◆ Description of the task
Every record listed below should be copied exactly.

◆ Material shown
-=-=-

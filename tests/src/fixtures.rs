#![cfg(test)]
use std::collections::HashMap;
use std::io::{self, Write};
use std::sync::{Arc, Mutex};

use async_trait::async_trait;
use portsweep_common::error::Result;
use portsweep_common::network::ports::PortPlan;
use portsweep_common::network::target::ScanTarget;
use portsweep_core::scanner::PortScanner;

/// Hands back canned nmap XML per target and remembers who was scanned.
#[derive(Clone, Default)]
pub struct CannedScanner {
    outputs: HashMap<String, String>,
    scanned: Arc<Mutex<Vec<String>>>,
}

impl CannedScanner {
    pub fn with(mut self, target: &str, xml: String) -> Self {
        self.outputs.insert(target.to_string(), xml);
        self
    }

    pub fn scanned(&self) -> Vec<String> {
        self.scanned.lock().unwrap().clone()
    }
}

#[async_trait]
impl PortScanner for CannedScanner {
    async fn scan(&self, target: &ScanTarget, _plan: &PortPlan) -> Vec<u8> {
        self.scanned.lock().unwrap().push(target.to_string());
        self.outputs
            .get(target.as_str())
            .map(|xml| xml.as_bytes().to_vec())
            .unwrap_or_default()
    }

    fn name(&self) -> &str {
        "canned"
    }
}

/// `Write` handle whose bytes stay readable after the emitter is boxed away.
#[derive(Clone, Default)]
pub struct SharedBuffer(pub Arc<Mutex<Vec<u8>>>);

impl SharedBuffer {
    pub fn contents(&self) -> String {
        String::from_utf8(self.0.lock().unwrap().clone()).unwrap()
    }
}

impl Write for SharedBuffer {
    fn write(&mut self, buf: &[u8]) -> io::Result<usize> {
        self.0.lock().unwrap().extend_from_slice(buf);
        Ok(buf.len())
    }

    fn flush(&mut self) -> io::Result<()> {
        Ok(())
    }
}

pub fn targets(addrs: &[&str]) -> Vec<Result<ScanTarget>> {
    addrs.iter().map(|addr| Ok(ScanTarget::new(addr))).collect()
}

/// `(protocol, port, state, service)`
pub type PortLine<'a> = (&'a str, u16, &'a str, &'a str);

/// One-host `nmap -oX -` document.
pub fn host_xml(addr: &str, ports: &[PortLine], os_family: Option<&str>) -> String {
    let ports: String = ports
        .iter()
        .map(|(protocol, id, state, service)| {
            format!(
                r#"<port protocol="{protocol}" portid="{id}"><state state="{state}" reason="syn-ack" reason_ttl="64"/><service name="{service}" method="table" conf="3"/></port>"#
            )
        })
        .collect::<Vec<String>>()
        .join("\n");

    let os: String = os_family
        .map(|family| {
            format!(
                r#"<os><osmatch name="{family} generic" accuracy="93" line="1"><osclass type="general purpose" vendor="{family}" osfamily="{family}" accuracy="93"/></osmatch></os>"#
            )
        })
        .unwrap_or_default();

    format!(
        r#"<?xml version="1.0" encoding="UTF-8"?>
<!DOCTYPE nmaprun>
<nmaprun scanner="nmap" args="nmap {addr} -oX -" start="1718000000" version="7.94" xmloutputversion="1.05">
<verbose level="0"/>
<host starttime="1718000001" endtime="1718000002"><status state="up" reason="arp-response" reason_ttl="0"/>
<address addr="{addr}" addrtype="ipv4"/>
<hostnames></hostnames>
<ports>{ports}</ports>
{os}
</host>
<runstats><finished time="1718000002" exit="success"/><hosts up="1" down="0" total="1"/></runstats>
</nmaprun>
"#
    )
}

/// A run where nmap found nothing to report.
pub fn empty_run_xml() -> String {
    r#"<?xml version="1.0" encoding="UTF-8"?>
<nmaprun scanner="nmap" args="nmap 10.0.0.250 -oX -" start="1718000000">
<runstats><finished time="1718000003" exit="success"/><hosts up="0" down="1" total="1"/></runstats>
</nmaprun>
"#
    .to_string()
}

-=-=-

◆ Written reply
filename tests/src/fixtures.rs
#![cfg(test)]
use std::collections::HashMap;
use std::io::{self, Write};
use std::sync::{Arc, Mutex};

use async_trait::async_trait;
use portsweep_common::error::Result;
use portsweep_common::network::ports::PortPlan;
use portsweep_common::network::target::ScanTarget;
use portsweep_core::scanner::PortScanner;

/// Hands back canned nmap XML per target and remembers who was scanned.
#[derive(Clone, Default)]
pub struct CannedScanner {
    outputs: HashMap<String, String>,
    scanned: Arc<Mutex<Vec<String>>>,
}

impl CannedScanner {
    pub fn with(mut self, target: &str, xml: String) -> Self {
        self.outputs.insert(target.to_string(), xml);
        self
    }

    pub fn scanned(&self) -> Vec<String> {
        self.scanned.lock().unwrap().clone()
    }
}

#[async_trait]
impl PortScanner for CannedScanner {
    async fn scan(&self, target: &ScanTarget, _plan: &PortPlan) -> Vec<u8> {
        self.scanned.lock().unwrap().push(target.to_string());
        self.outputs
            .get(target.as_str())
            .map(|xml| xml.as_bytes().to_vec())
            .unwrap_or_default()
    }

    fn name(&self) -> &str {
        "canned"
    }
}

/// `Write` handle whose bytes stay readable after the emitter is boxed away.
#[derive(Clone, Default)]
pub struct SharedBuffer(pub Arc<Mutex<Vec<u8>>>);

impl SharedBuffer {
    pub fn contents(&self) -> String {
        String::from_utf8(self.0.lock().unwrap().clone()).unwrap()
    }
}

impl Write for SharedBuffer {
    fn write(&mut self, buf: &[u8]) -> io::Result<usize> {
        self.0.lock().unwrap().extend_from_slice(buf);
        Ok(buf.len())
    }

    fn flush(&mut self) -> io::Result<()> {
        Ok(())
    }
}

pub fn targets(addrs: &[&str]) -> Vec<Result<ScanTarget>> {
    addrs.iter().map(|addr| Ok(ScanTarget::new(addr))).collect()
}

/// `(protocol, port, state, service)`
pub type PortLine<'a> = (&'a str, u16, &'a str, &'a str);

/// One-host `nmap -oX -` document.
pub fn host_xml(addr: &str, ports: &[PortLine], os_family: Option<&str>) -> String {
    let ports: String = ports
        .iter()
        .map(|(protocol, id, state, service)| {
            format!(
                r#"<port protocol="{protocol}" portid="{id}"><state state="{state}" reason="syn-ack" reason_ttl="64"/><service name="{service}" method="table" conf="3"/></port>"#
            )
        })
        .collect::<Vec<String>>()
        .join("\n");

    let os: String = os_family
        .map(|family| {
            format!(
                r#"<os><osmatch name="{family} generic" accuracy="93" line="1"><osclass type="general purpose" vendor="{family}" osfamily="{family}" accuracy="93"/></osmatch></os>"#
            )
        })
        .unwrap_or_default();

    format!(
        r#"<?xml version="1.0" encoding="UTF-8"?>
<!DOCTYPE nmaprun>
<nmaprun scanner="nmap" args="nmap {addr} -oX -" start="1718000000" version="7.94" xmloutputversion="1.05">
<verbose level="0"/>
<host starttime="1718000001" endtime="1718000002"><status state="up" reason="arp-response" reason_ttl="0"/>
<address addr="{addr}" addrtype="ipv4"/>
<hostnames></hostnames>
<ports>{ports}</ports>
{os}
</host>
<runstats><finished time="1718000002" exit="success"/><hosts up="1" down="0" total="1"/></runstats>
</nmaprun>
"#
    )
}

/// A run where nmap found nothing to report.
pub fn empty_run_xml() -> String {
    r#"<?xml version="1.0" encoding="UTF-8"?>
<nmaprun scanner="nmap" args="nmap 10.0.0.250 -oX -" start="1718000000">
<runstats><finished time="1718000003" exit="success"/><hosts up="0" down="1" total="1"/></runstats>
</nmaprun>
"#
    .to_string()
}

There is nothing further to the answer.